Where does the word "short" occur in the data below? Copy each line that holds it.

### [EXERCISE INPUT]
%%

use std::path::PathBuf;
use std::time::Duration;

use clap::Parser;
use tracing::{debug, info, Level};
use tracing_subscriber::FmtSubscriber;

use service_bus_tools::messaging::AmqpTransportFactory;
use service_bus_tools::{
    BlockingPublisher, DynamicMessage, JsonMessageEncoder, PublisherConfig, SendOptions,
    ToolsPublisher,
};

#[derive(Parser)]
#[command(name = "tools-publish")]
#[command(about = "Publish a single message to the service bus (tests/debug only)")]
struct Cli {
    /// Environment file with the sender and transport settings
    #[arg(short, long, default_value = ".env")]
    env: PathBuf,

    /// Message type, written to the envelope namespace
    #[arg(short = 't', long = "type")]
    message_type: String,

    /// Override SENDER_DESTINATION_TOPIC
    #[arg(long)]
    topic: Option<String>,

    /// Override SENDER_DESTINATION_TOPIC_ROUTING_KEY
    #[arg(long)]
    routing_key: Option<String>,

    #[arg(long)]
    trace_id: Option<String>,

    /// Ask the broker to store the message on disk
    #[arg(long)]
    persistent: bool,

    /// Fail if the message cannot be routed to any queue
    #[arg(long)]
    mandatory: bool,

    /// Per-message TTL in milliseconds
    #[arg(long)]
    expire_ms: Option<u64>,

    /// Inline JSON, or @path to a JSON file
    payload: String,
}

impl Cli {
    fn send_options(&self) -> SendOptions {
        let mut options = SendOptions::new()
            .persistent(self.persistent)
            .mandatory(self.mandatory);

        if let Some(trace_id) = &self.trace_id {
            options = options.trace_id(trace_id);
        }
        if let Some(topic) = &self.topic {
            options = options.topic(topic);
        }
        if let Some(routing_key) = &self.routing_key {
            options = options.routing_key(routing_key);
        }
        if let Some(ms) = self.expire_ms {
            options = options.expire_after(Duration::from_millis(ms));
        }

        options
    }
}

fn main() {
    let cli = Cli::parse();

    let config = match PublisherConfig::from_env_file(&cli.env) {
        Ok(cfg) => cfg,
        Err(e) => {
            eprintln!("Configuration error: {}", e);
            std::process::exit(1);
        }
    };

    setup_logging(&config.rust_log);

    info!(
        version = env!("CARGO_PKG_VERSION"),
        env_file = %cli.env.display(),
        "Tools publisher starting"
    );

    let json = match read_payload(&cli.payload) {
        Ok(json) => json,
        Err(e) => {
            eprintln!("Failed to read payload {}: {}", cli.payload, e);
            std::process::exit(1);
        }
    };

    let message = match DynamicMessage::from_json(cli.message_type.clone(), &json) {
        Ok(message) => message,
        Err(e) => {
            eprintln!("{}", e);
            std::process::exit(1);
        }
    };

    let mut publisher = match ToolsPublisher::with_components(
        config,
        JsonMessageEncoder,
        AmqpTransportFactory,
    )
    .and_then(BlockingPublisher::new)
    {
        Ok(publisher) => publisher,
        Err(e) => {
            eprintln!("Failed to create publisher: {}", e);
            std::process::exit(1);
        }
    };

    let receipt = match publisher.send_message(&message, cli.send_options()) {
        Ok(receipt) => receipt,
        Err(e) => {
            eprintln!("Failed to send message: {}", e);
            std::process::exit(1);
        }
    };

    println!("message_id:  {}", receipt.message_id);
    println!("trace_id:    {}", receipt.trace_id);
    println!("destination: {}", receipt.destination);
    println!("size:        {} bytes", receipt.payload_size);

    if let Ok(metrics) = publisher.publisher().metrics().render() {
        debug!(metrics = %metrics, "Publisher metrics");
    }

    if let Err(e) = publisher.close() {
        eprintln!("Error during shutdown: {}", e);
    }

    info!("Tools publisher stopped");
}

fn read_payload(arg: &str) -> std::io::Result<String> {
    match arg.strip_prefix('@') {
        Some(path) => std::fs::read_to_string(path),
        None => Ok(arg.to_string()),
    }
}

fn setup_logging(rust_log: &str) {
    let log_level = match rust_log.to_lowercase().as_str() {
        "trace" => Level::TRACE,
        "debug" => Level::DEBUG,
        "info" => Level::INFO,
        "warn" => Level::WARN,
        "error" => Level::ERROR,
        _ => Level::INFO,
    };

    let subscriber = FmtSubscriber::builder()
        .with_max_level(log_level)
        .with_target(false)
        .with_thread_ids(true)
        .with_file(true)
        .with_line_number(true)
        .with_writer(std::io::stderr)
        .finish();

    if let Err(e) = tracing::subscriber::set_global_default(subscriber) {
        eprintln!("Failed to set tracing subscriber: {}", e);
    }
}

%%

### [EXERCISE ANSWER]
    #[arg(short, long, default_value = ".env")]
    #[arg(short = 't', long = "type")]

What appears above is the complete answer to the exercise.